Любительское движение в послевоенные годы стало отдушиной, способом выйти за пределы унифицированной картины мира. Выход в параллельное художественное (визуальное) пространство через узкие двери кружка фотографии кажется нам смешным и печальным одновременно, столь несоразмерны поиски невысказанного и основы клубного движения — химикаты, объективы, жесткое кадрирование и другие приметы посконной рутины домашнего занятия фотографированием. Невысказанное тонуло в спорах о художественности и выразительности, неопределенных, как будто специально, так, что споры внутри одного клуба напоминали разговоры вавилонян после падения башни, что же говорить о коммуникации в масштабах целой фотографической страны. И все-таки заложенный в 1930-х импульс массовости — всеохватности масс трудящихся организацией массового единообразного досуга — приобрел новые черты, массовым стало бегство от унификации, от, простите мой пафос, тоталитарного единомыслия. Фотография независимо от навязанной ей обязанности учила свободе.

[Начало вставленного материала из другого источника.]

//! Cross-component properties of the progression engine.
//!
//! These tests pin the contract-level invariants: growth-curve
//! monotonicity, boss cadence, determinism, breakdown consistency and the
//! one-way lifecycle rules that individual unit tests only touch locally.

use chrono::{TimeZone, Utc};
use nacho_engine::{
    advance, claim_reward, ActiveBuff, Attribute, AttributeBlock, BossCatalog, BossConfig,
    BossGenerator, CharacterSheet, ConditionKind, DungeonConfig, DungeonContext, Element,
    ElementTable, EquippedItem, FloorCatalog, FloorGenerator, Frequency, Mission, OwnedFrame,
    OwnedShadow, OwnedTitle, PcgRng, PowerAggregator, PowerInput, QuestContext, QuestGenerator,
    QuestTemplate, Rarity, ScaledRange, ShadowBonus, ShadowData, ShadowRank, Tier, WeekdaySet,
};

fn floor_generator() -> FloorGenerator {
    let catalog = FloorCatalog {
        zone_names: vec![
            "Goblin Den".into(),
            "Wolf Forest".into(),
            "Frost Cavern".into(),
            "Storm Spire".into(),
            "Ember Wastes".into(),
            "Sunken Temple".into(),
            "Obsidian Keep".into(),
            "Monarch's Threshold".into(),
        ],
        boss_names: vec!["Razor Fang".into(), "Igris the Red".into(), "Baruka".into()],
        boss_shadows: vec![ShadowData {
            name: "Fang".into(),
            rank: ShadowRank::E,
            bonus: ShadowBonus {
                stat: Attribute::Agility,
                value: 2,
            },
        }],
    };
    FloorGenerator::new(DungeonConfig::default(), catalog).unwrap()
}

#[test]
fn recommended_power_and_xp_never_decrease() {
    let generator = floor_generator();
    let mut prev_power = i64::MIN;
    let mut prev_xp = i64::MIN;
    for floor in 1..=400 {
        let dungeon = generator.generate(floor).unwrap();
        assert!(
            dungeon.recommended_power >= prev_power,
            "power regressed at floor {floor}"
        );
        assert!(dungeon.rewards.xp >= prev_xp, "xp regressed at floor {floor}");
        prev_power = dungeon.recommended_power;
        prev_xp = dungeon.rewards.xp;
    }
}

#[test]
fn boss_appears_exactly_on_every_tenth_floor() {
    let generator = floor_generator();
    for floor in 1..=200 {
        let dungeon = generator.generate(floor).unwrap();
        assert_eq!(
            dungeon.boss.is_some(),
            floor % 10 == 0,
            "boss cadence broken at floor {floor}"
        );
    }
}

#[test]
fn floor_generation_is_fully_deterministic() {
    let generator = floor_generator();
    for floor in [1, 9, 10, 55, 137, 1000] {
        assert_eq!(generator.generate(floor).unwrap(), generator.generate(floor).unwrap());
    }
}

#[test]
fn tier_clamps_far_beyond_the_authored_range() {
    let generator = floor_generator();
    assert_eq!(generator.generate(1).unwrap().difficulty, Tier::E);
    let deep = generator.generate(20 * 8 * 50).unwrap();
    assert_eq!(deep.difficulty, Tier::Sss);
}

#[test]
fn level_one_player_floor_one_scenario() {
    let dungeon = floor_generator().generate(1).unwrap();
    assert_eq!(dungeon.difficulty, Tier::E);
    assert!(dungeon.boss.is_none());
    assert_eq!(
        dungeon.recommended_power,
        DungeonConfig::default().base_power
    );
}

#[test]
fn floor_ten_scenario() {
    let dungeon = floor_generator().generate(10).unwrap();
    let boss = dungeon.boss.unwrap();
    assert_eq!(boss.id, "boss_10");
    assert_eq!(boss.name, "Razor Fang"); // index 0 of the name list
}

#[test]
fn buff_expiry_controls_contribution() {
    let now = Utc.with_ymd_and_hms(2024, 3, 6, 12, 0, 0).unwrap();
    let mut sheet = CharacterSheet::new();
    sheet.attributes.agility = 20;
    let buffs = vec![
        ActiveBuff {
            id: "expired".into(),
            stat: Attribute::Agility,
            amount: 7,
            expires_at: now - chrono::TimeDelta::minutes(1),
        },
        ActiveBuff {
            id: "active".into(),
            stat: Attribute::Agility,
            amount: 3,
            expires_at: now + chrono::TimeDelta::minutes(1),
        },
    ];
    assert_eq!(
        nacho_engine::effective_stat(&sheet, &[], &buffs, Attribute::Agility, now),
        23
    );
}

#[test]
fn power_breakdown_total_matches_components_on_rich_state() {
    let mut sheet = CharacterSheet::new();
    sheet.level = 42;
    sheet.attributes = AttributeBlock::new(31, 27, 24, 19, 12, 15);
    sheet.job_class = nacho_engine::JobClass::Commander;
    sheet.equipped_title_id = Some("gate_breaker".into());
    sheet.selected_frame_id = "gold_gate".into();
    sheet.passive_levels.insert("iron_body".into(), 6);

    let titles = vec![
        OwnedTitle {
            id: "gate_breaker".into(),
            rarity: Rarity::Legendary,
        },
        OwnedTitle {
            id: "early_riser".into(),
            rarity: Rarity::Common,
        },
        OwnedTitle {
            id: "wolf_slayer".into(),
            rarity: Rarity::Rare,
        },
    ];
    let frames = vec![
        OwnedFrame {
            id: "default".into(),
            rarity: Rarity::Common,
        },
        OwnedFrame {
            id: "gold_gate".into(),
            rarity: Rarity::Epic,
        },
    ];
    let shadows: Vec<OwnedShadow> = (0..6)
        .map(|i| OwnedShadow {
            name: format!("shadow_{i}"),
            rank: if i == 0 { ShadowRank::A } else { ShadowRank::D },
        })
        .collect();
    let equipment = vec![
        EquippedItem {
            id: "dagger".into(),
            rarity: Rarity::Rare,
            base_stats: vec![3, 4, 2],
        },
        EquippedItem {
            id: "cloak".into(),
            rarity: Rarity::Epic,
            base_stats: vec![5, 1],
        },
    ];
    let passives = vec![nacho_engine::PassiveDef {
        id: "iron_body".into(),
        stat: Attribute::Strength,
        bonus_per_level: 0.05,
        max_level: 10,
    }];

    let input = PowerInput {
        sheet: &sheet,
        titles: &titles,
        frames: &frames,
        shadows: &shadows,
        equipment: &equipment,
        passives: &passives,
    };
    let breakdown = PowerAggregator::default().compute(&input).unwrap();

    assert_eq!(breakdown.total, breakdown.components().iter().sum::<i64>());
    for component in breakdown.components() {
        assert!(component >= 0, "no component may go negative");
    }
}

#[test]
fn boss_power_tracks_dungeon_not_player() {
    let catalog = BossCatalog {
        keywords: vec![("frost".into(), Element::Ice)],
        moves: ElementTable {
            fire: vec!["Flame Burst".into()],
            ice: vec!["Frost Nova".into(), "Hailbind".into()],
            lightning: vec!["Thunder Lance".into()],
            earth: vec!["Stone Crush".into()],
            wind: vec!["Gale Slash".into()],
            shadow: vec!["Umbral Grasp".into()],
        },
        finisher: "Monarch's Wrath".into(),
    };
    let generator = BossGenerator::new(BossConfig::default(), catalog);
    let context = DungeonContext {
        id: "frost_cavern_30".into(),
        name: "Frost Warden".into(),
        tier: Tier::D,
        power_budget: 2000,
        min_level: 25,
    };

    let rookie = CharacterSheet::new();
    let mut veteran = CharacterSheet::new();
    veteran.level = 90;
    veteran.attributes = AttributeBlock::uniform(80);

    let a = generator.generate(&context, &rookie, &PcgRng, 77);
    let b = generator.generate(&context, &veteran, &PcgRng, 77);
    assert_eq!(a, b, "player state must not influence the generated boss");
    assert!((1800..=2200).contains(&a.power_level));
}

#[test]
fn daily_batch_titles_are_unique_across_many_seeds() {
    let templates: Vec<QuestTemplate> = vec![
        QuestTemplate {
            id: "missions".into(),
            kind: ConditionKind::CompleteMissions,
            target: ScaledRange {
                base: 2.0,
                per_level: 0.05,
                min: 2,
                max: 8,
            },
            quest_points: ScaledRange {
                base: 10.0,
                per_level: 1.0,
                min: 10,
                max: 120,
            },
            shards: (2, 6),
            stat_reward: None,
            title: "Complete {target} missions".into(),
            description: "Finish {target} missions.".into(),
        },
        QuestTemplate {
            id: "dungeons".into(),
            kind: ConditionKind::ClearDungeons,
            target: ScaledRange {
                base: 1.0,
                per_level: 0.02,
                min: 1,
                max: 4,
            },
            quest_points: ScaledRange {
                base: 15.0,
                per_level: 1.2,
                min: 15,
                max: 150,
            },
            shards: (3, 8),
            stat_reward: None,
            title: "Clear {target} dungeons".into(),
            description: "Clear {target} floors.".into(),
        },
        QuestTemplate {
            id: "stat".into(),
            kind: ConditionKind::ReachStat,
            target: ScaledRange {
                base: 12.0,
                per_level: 1.5,
                min: 12,
                max: 400,
            },
            quest_points: ScaledRange {
                base: 12.0,
                per_level: 1.0,
                min: 12,
                max: 120,
            },
            shards: (2, 5),
            stat_reward: None,
            title: "Reach {target} {stat}".into(),
            description: "Push {stat} to {target}.".into(),
        },
        QuestTemplate {
            id: "proof".into(),
            kind: ConditionKind::ManualVerification,
            target: ScaledRange::flat(1),
            quest_points: ScaledRange {
                base: 20.0,
                per_level: 1.0,
                min: 20,
                max: 140,
            },
            shards: (4, 9),
            stat_reward: None,
            title: "Log proof of one hard workout".into(),
            description: "Mark it done yourself.".into(),
        },
    ];

    let generator = QuestGenerator::default();
    for seed in 0..100 {
        for level in [1, 25, 80] {
            let batch = generator.generate(level, &templates, &PcgRng, seed);
            assert_eq!(batch.len(), 3);
            for (i, a) in batch.iter().enumerate() {
                for b in batch.iter().skip(i + 1) {
                    assert_ne!(a.title, b.title, "seed {seed} level {level}");
                }
            }
        }
    }
}

#[test]
fn quest_completion_survives_regressing_context() {
    let quest = nacho_engine::DailyQuest {
        id: "daily_missions".into(),
        title: "Complete 2 missions".into(),
        description: "Finish 2 missions.".into(),
        condition: nacho_engine::QuestCondition {
            kind: ConditionKind::CompleteMissions,
            target: 2,
            current: 0,
            stat: None,
        },
        reward: nacho_engine::QuestReward {
            quest_points: 10,
            shards: 3,
            stat_bonus: None,
        },
        completed: false,
        claimed_at: None,
    };

    let done = advance(
        &quest,
        &QuestContext {
            missions_completed_today: 2,
            ..QuestContext::default()
        },
    )
    .into_owned();
    assert!(done.completed);

    // A later snapshot implying lower progress must not regress completion.
    let after = advance(&done, &QuestContext::default());
    assert!(after.completed);
    assert_eq!(after.condition.current, 2);
}

#[test]
fn claim_guard_rejects_double_payout() {
    let mut quest = nacho_engine::DailyQuest {
        id: "daily_proof".into(),
        title: "Log proof".into(),
        description: "Mark it done yourself.".into(),
        condition: nacho_engine::QuestCondition {
            kind: ConditionKind::ManualVerification,
            target: 1,
            current: 1,
            stat: None,
        },
        reward: nacho_engine::QuestReward {
            quest_points: 20,
            shards: 5,
            stat_bonus: None,
        },
        completed: true,
        claimed_at: None,
    };
    let now = Utc.with_ymd_and_hms(2024, 3, 6, 21, 0, 0).unwrap();
    assert!(claim_reward(&mut quest, now).is_ok());
    assert!(claim_reward(&mut quest, now).is_err());
}

#[test]
fn weekly_mission_scenario_monday_wednesday_friday() {
    let mut mission = Mission {
        id: "gym".into(),
        name: "Gym session".into(),
        target_stat: Attribute::Strength,
        xp_reward: 50,
        is_daily: false,
        frequency: Frequency::Weekly,
        days_of_week: WeekdaySet::from_indices(&[1, 3, 5]),
        last_completed_at: None,
        streak: 0,
    };

    let wednesday = Utc.with_ymd_and_hms(2024, 3, 6, 10, 0, 0).unwrap();
    let tuesday = Utc.with_ymd_and_hms(2024, 3, 5, 10, 0, 0).unwrap();

    assert!(mission.is_available(wednesday));
    assert!(!mission.is_available(tuesday));

    // Availability ignores completion history entirely.
    mission.last_completed_at = Some(wednesday);
    assert!(mission.is_available(wednesday));
    assert!(!mission.is_available(tuesday));
}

Постперестроечная эпоха освободила фотографию от жесткого корсета внешней условности; случилось страшное: оказалось, что у освобожденной внутри нет хребта. Противостояние внешнему давлению делало ее такой острой, собранной, отсутствие же давления привело к тому, что фотография растеклась мыслью по древу. Новое блаженное состояние было бы плодотворным, будь под тем древом ухоженная делянка структуры, институций образовательных, галерей и центров, библиотек и музеев фотографии, будь. не было. Массовость в фотографии — как защита от неопределенности, неопределимости реальности, защита от ее непереносимости, болезненности и хаотичности — вновь вытеснила (потеснила на время?) многие другие функции фотографии. Куда делись художники, фотографы, жесткие в своих решениях снимать — не снимать, показывать — не выставлять, определившиеся в своих отношениях к внешнему миру или, наоборот, ощупывающие его глазом камеры, наподобие руки слепого? — Они не исчезли, просто не вышли из тени. Массовость в понимании 1990-х — поп-культура, океан развлечений, море удовольствия, миллионы копий стереотипов, воспроизведенные тысячами безымянных людей с камерами.

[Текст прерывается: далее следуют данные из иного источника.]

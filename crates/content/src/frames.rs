//! The avatar frame catalog.

use nacho_engine::Rarity;

/// An authored frame definition.
///
/// The `"default"` frame is part of the catalog for display purposes but
/// carries no power; the aggregator excludes it by id.
#[derive(Clone, Debug, PartialEq, Eq)]
#[cfg_attr(feature = "serde", derive(serde::Serialize, serde::Deserialize))]
pub struct FrameDef {
    pub id: String,
    pub name: String,
    pub rarity: Rarity,
}

impl FrameDef {
    fn new(id: &str, name: &str, rarity: Rarity) -> Self {
        Self {
            id: id.into(),
            name: name.into(),
            rarity,
        }
    }
}

/// The shipped frame catalog.
pub fn builtin_frames() -> Vec<FrameDef> {
    vec![
        FrameDef::new("default", "Default", Rarity::Common),
        FrameDef::new("bronze_laurel", "Bronze Laurel", Rarity::Common),
        FrameDef::new("silver_thorn", "Silver Thorn", Rarity::Rare),
        FrameDef::new("gold_gate", "Gold Gate", Rarity::Epic),
        FrameDef::new("abyssal_ring", "Abyssal Ring", Rarity::Legendary),
        FrameDef::new("monarch_sigil", "Monarch Sigil", Rarity::Mythic),
        FrameDef::new("world_tree", "World Tree", Rarity::Godlike),
    ]
}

Что случилось потом? В пору построения управляемой демократии от фотографии опять потребовались известное (присущее ей) массовое начало, способность организовывать и быт, и время, и настроения участников процесса, фотографов и зрителей. Если двадцать лет назад потенциал массовости фотографии рассматривался как сеть, покрывающая умы миллионов, — и-не-спрашивайте-о-чем-они-под-этой-сетью-думают, главное, они объединены сетью, все их свободное время занято этой сетью, — то нынче потенциал массовости фотографии снова поставлен на службу успокоения недовольных, умиротворения пугливых, воспитания единства видения и интерпретации.

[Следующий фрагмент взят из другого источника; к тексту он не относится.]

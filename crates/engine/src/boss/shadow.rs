//! Shadow companions - extractable units obtained from defeated bosses.

use crate::attribute::Attribute;

/// Shadow rank ladder, lowest to highest.
///
/// Rank is decided by the difficulty tier of the dungeon the boss was
/// extracted from, never by player state.
#[derive(
    Clone,
    Copy,
    Debug,
    Default,
    PartialEq,
    Eq,
    PartialOrd,
    Ord,
    Hash,
    strum::Display,
    strum::EnumString,
    strum::AsRefStr,
)]
#[cfg_attr(feature = "serde", derive(serde::Serialize, serde::Deserialize))]
#[strum(serialize_all = "UPPERCASE", ascii_case_insensitive)]
pub enum ShadowRank {
    #[default]
    E,
    D,
    C,
    B,
    A,
    S,
    SS,
    SSS,
}

impl ShadowRank {
    /// Total number of ranks.
    pub const COUNT: usize = 8;

    /// Returns all ranks from lowest to highest.
    pub const fn all() -> [ShadowRank; Self::COUNT] {
        [
            ShadowRank::E,
            ShadowRank::D,
            ShadowRank::C,
            ShadowRank::B,
            ShadowRank::A,
            ShadowRank::S,
            ShadowRank::SS,
            ShadowRank::SSS,
        ]
    }

    /// Zero-based position on the ladder.
    #[inline]
    pub const fn index(self) -> usize {
        self as usize
    }
}

/// The flat stat bonus a shadow grants its owner while deployed.
#[derive(Clone, Copy, Debug, PartialEq, Eq)]
#[cfg_attr(feature = "serde", derive(serde::Serialize, serde::Deserialize))]
pub struct ShadowBonus {
    pub stat: Attribute,
    pub value: i32,
}

/// A candidate shadow companion attached to an extractable boss.
///
/// Produced by generation; becomes an owned shadow only when the player
/// wins the encounter and performs the extraction.
#[derive(Clone, Debug, PartialEq, Eq)]
#[cfg_attr(feature = "serde", derive(serde::Serialize, serde::Deserialize))]
pub struct ShadowData {
    pub name: String,
    pub rank: ShadowRank,
    pub bonus: ShadowBonus,
}

/// A shadow in the player's army, as the power aggregator sees it.
#[derive(Clone, Debug, PartialEq, Eq)]
#[cfg_attr(feature = "serde", derive(serde::Serialize, serde::Deserialize))]
pub struct OwnedShadow {
    pub name: String,
    pub rank: ShadowRank,
}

Что привело меня к этим мыслям? Простота изображений, наивность тех картинок, которые поднимаются на знамена общероссийских конкурсов фотографии, украшают — иначе не скажешь, так хороши пейзажи и закаты, снятые россиянами по всему миру, бульвары центра столицы, так одинаковы репортажи утренней гимнастики и дневного времяпрепровождения в лагерях «Наших». Там нынче учат фотографии, самому массовому из статичных искусств. Что бы там ни говорили о процессах, происходящих в мире, об изменении роли фотографии, о сложности поиска новизны высказывания, у нас все по-прежнему: создание картинок, сгенерированных искусственной моделью единства восприятия мира, единства двуполярного, где «мы» и остальные.
А что же фотография? Ах, да, те фотографы, которые сейчас непонятны и находятся вне общественного признания. Наверное, уже можно считать свершившимся фактом, что у фотографии в нашей стране есть две истории: история фотографии массового потенциала и история фотографии с именами героев, совершивших свой дерзкий личный подвиг. Вторая история легко вписывается страница за страницей в мировой контекст. А первая остается описанием российской ситуации использования культуры, техники, людей.